-------- TASK INPUT --------

//! cikmap Fetch Layer
//!
//! Rate-governed access to the filing archive.
//!
//! # Architecture
//!
//! Every outbound request passes through a [`RateGovernor`] exactly once per
//! physical attempt; retries pay for their own permits. The governor is an
//! explicit value handed to each call, so independent instances can coexist
//! (one per test, one per run).
//!
//! # Fetchers
//!
//! - `HttpFetcher`: `reqwest` client with identity headers and retry/backoff
//! - `MockFetcher`: deterministic test double with scripted bodies, failures
//!   and latency
//!
//! # Examples
//!
//! ```
//! use cikmap_domain::{FilingDescriptor, FormKind};
//! use cikmap_fetch::{Fetcher, MockFetcher, RateGovernor};
//!
//! # async fn example() {
//! let fetcher = MockFetcher::new("CUSIP 68389X105");
//! let governor = RateGovernor::new(10.0).unwrap();
//! let descriptor = FilingDescriptor::new(
//!     "1341439",
//!     "ORACLE CORP",
//!     FormKind::Schedule13G,
//!     chrono::NaiveDate::from_ymd_opt(2024, 2, 14).unwrap(),
//!     "https://www.sec.gov/Archives/edgar/data/1341439/0001341439-24-000001.txt",
//! );
//!
//! let outcome = fetcher.fetch(&descriptor, &governor).await;
//! assert_eq!(outcome.body(), Some("CUSIP 68389X105"));
//! # }
//! ```

#![warn(missing_docs)]

pub mod config;
pub mod error;
pub mod governor;
pub mod http;

use async_trait::async_trait;
use cikmap_domain::{FetchFailure, FetchOutcome, FilingDescriptor};
use std::collections::HashMap;
use std::sync::{Arc, Mutex, MutexGuard, PoisonError};
use std::time::Duration;

pub use config::FetchConfig;
pub use error::FetchError;
pub use governor::{GovernorError, RateGovernor};
pub use http::HttpFetcher;

/// Fetch transport consumed by the pipeline
///
/// Implementations acquire one governor permit per physical attempt and
/// always return an outcome; failures are values, never panics.
#[async_trait]
pub trait Fetcher: Send + Sync {
    /// Fetch the text of one filing
    async fn fetch(&self, descriptor: &FilingDescriptor, governor: &RateGovernor) -> FetchOutcome;
}

#[async_trait]
impl<F: Fetcher + ?Sized> Fetcher for Arc<F> {
    async fn fetch(&self, descriptor: &FilingDescriptor, governor: &RateGovernor) -> FetchOutcome {
        (**self).fetch(descriptor, governor).await
    }
}

#[derive(Debug, Clone)]
enum Scripted {
    Body(String),
    Failure(FetchFailure),
}

fn lock<T>(mutex: &Mutex<T>) -> MutexGuard<'_, T> {
    mutex.lock().unwrap_or_else(PoisonError::into_inner)
}

/// Mock fetcher for deterministic testing
///
/// Returns scripted bodies or failures keyed by `item_key` without touching
/// the network. Each call still acquires one governor permit.
///
/// # Examples
///
/// ```
/// use cikmap_domain::FetchFailure;
/// use cikmap_fetch::MockFetcher;
/// use std::time::Duration;
///
/// let fetcher = MockFetcher::new("default body")
///     .with_latency(Duration::from_millis(5));
/// fetcher.add_response("0000000001-24-000001", "CUSIP 68389X105");
/// fetcher.add_failure(
///     "0000000001-24-000002",
///     FetchFailure::permanent("HTTP 404", 1, Some(404)),
/// );
/// assert_eq!(fetcher.call_count(), 0);
/// ```
#[derive(Debug, Clone)]
pub struct MockFetcher {
    default_body: String,
    latency: Duration,
    responses: Arc<Mutex<HashMap<String, Scripted>>>,
    delays: Arc<Mutex<HashMap<String, Duration>>>,
    fetched: Arc<Mutex<Vec<String>>>,
}

impl MockFetcher {
    /// Create a mock returning `body` for every unscripted item
    pub fn new(body: impl Into<String>) -> Self {
        Self {
            default_body: body.into(),
            latency: Duration::ZERO,
            responses: Arc::new(Mutex::new(HashMap::new())),
            delays: Arc::new(Mutex::new(HashMap::new())),
            fetched: Arc::new(Mutex::new(Vec::new())),
        }
    }

    /// Delay every fetch by `latency`
    pub fn with_latency(mut self, latency: Duration) -> Self {
        self.latency = latency;
        self
    }

    /// Script the body returned for one item
    pub fn add_response(&self, item_key: impl Into<String>, body: impl Into<String>) {
        lock(&self.responses).insert(item_key.into(), Scripted::Body(body.into()));
    }

    /// Script a failure for one item
    pub fn add_failure(&self, item_key: impl Into<String>, failure: FetchFailure) {
        lock(&self.responses).insert(item_key.into(), Scripted::Failure(failure));
    }

    /// Override the latency of one item
    pub fn add_delay(&self, item_key: impl Into<String>, delay: Duration) {
        lock(&self.delays).insert(item_key.into(), delay);
    }

    /// Number of fetches performed
    pub fn call_count(&self) -> usize {
        lock(&self.fetched).len()
    }

    /// Item keys fetched, in call order
    pub fn fetched_keys(&self) -> Vec<String> {
        lock(&self.fetched).clone()
    }

    /// Forget recorded calls
    pub fn reset_call_count(&self) {
        lock(&self.fetched).clear();
    }
}

impl Default for MockFetcher {
    fn default() -> Self {
        Self::new("Default mock filing")
    }
}

#[async_trait]
impl Fetcher for MockFetcher {
    async fn fetch(&self, descriptor: &FilingDescriptor, governor: &RateGovernor) -> FetchOutcome {
        governor.acquire(1).await;
        lock(&self.fetched).push(descriptor.item_key.clone());

        let delay = lock(&self.delays)
            .get(&descriptor.item_key)
            .copied()
            .unwrap_or(self.latency);
        if !delay.is_zero() {
            tokio::time::sleep(delay).await;
        }

        let scripted = lock(&self.responses).get(&descriptor.item_key).cloned();
        match scripted {
            Some(Scripted::Body(body)) => FetchOutcome::success(descriptor.clone(), body),
            Some(Scripted::Failure(failure)) => FetchOutcome::failure(descriptor.clone(), failure),
            None => FetchOutcome::success(descriptor.clone(), self.default_body.clone()),
        }
    }
}
//! Fetch-index command implementation.

use crate::cli::FetchIndexArgs;
use crate::config::Config;
use crate::error::{CliError, Result};
use crate::index;
use crate::output::Formatter;
use chrono::Datelike;
use cikmap_fetch::{HttpFetcher, RateGovernor};
use std::fs;
use tracing::{info, warn};

/// Execute the fetch-index command.
pub async fn execute_fetch_index(
    args: FetchIndexArgs,
    mut config: Config,
    formatter: &Formatter,
) -> Result<()> {
    config.apply_identity(&args.identity);
    let rate = args.rate.unwrap_or(config.pipeline.rate_per_second);
    let governor = RateGovernor::new(rate).map_err(|e| CliError::Config(e.to_string()))?;
    let fetcher = HttpFetcher::new(config.fetch.clone())?;

    let start = (args.start_year, args.start_quarter);
    let end = resolve_end(args.end_year, args.end_quarter, current_quarter());
    if start > end {
        return Err(CliError::InvalidInput(format!(
            "start {} QTR{} is after end {} QTR{}",
            start.0, start.1, end.0, end.1
        )));
    }

    fs::create_dir_all(&args.dir)?;

    let mut downloaded = 0usize;
    let mut skipped = 0usize;
    let mut missing = 0usize;

    for (year, quarter) in index::quarters(start, end) {
        let path = args.dir.join(index::index_file_name(year, quarter));
        if args.skip_existing && path.exists() {
            skipped += 1;
            continue;
        }

        match fetcher
            .fetch_optional(&fetcher.index_url(year, quarter), &governor)
            .await?
        {
            Some(body) => {
                fs::write(&path, body)?;
                info!("Saved {}", path.display());
                downloaded += 1;
            }
            None => {
                warn!("No index published for {} QTR{}", year, quarter);
                missing += 1;
            }
        }
    }

    println!(
        "{}",
        formatter.success(&format!(
            "Downloaded {} index files to {} ({} kept, {} not published)",
            downloaded,
            args.dir.display(),
            skipped,
            missing
        ))
    );
    Ok(())
}

fn current_quarter() -> (u16, u8) {
    let today = chrono::Utc::now().date_naive();
    (today.year() as u16, (today.month0() / 3 + 1) as u8)
}

/// Last quarter to download; an explicit past year defaults to its Q4.
fn resolve_end(year: Option<u16>, quarter: Option<u8>, now: (u16, u8)) -> (u16, u8) {
    let year = year.unwrap_or(now.0);
    let quarter = quarter.unwrap_or(if year >= now.0 { now.1 } else { 4 });
    (year, quarter)
}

--------

WHAT IS REQUIRED ::
From the first line of the listing above to the line with "headers and retry/backoff", please transcribe each line exactly, both ends included, and nothing beyond that.

TASK ANSWER ::
//! cikmap Fetch Layer
//!
//! Rate-governed access to the filing archive.
//!
//! # Architecture
//!
//! Every outbound request passes through a [`RateGovernor`] exactly once per
//! physical attempt; retries pay for their own permits. The governor is an
//! explicit value handed to each call, so independent instances can coexist
//! (one per test, one per run).
//!
//! # Fetchers
//!
//! - `HttpFetcher`: `reqwest` client with identity headers and retry/backoff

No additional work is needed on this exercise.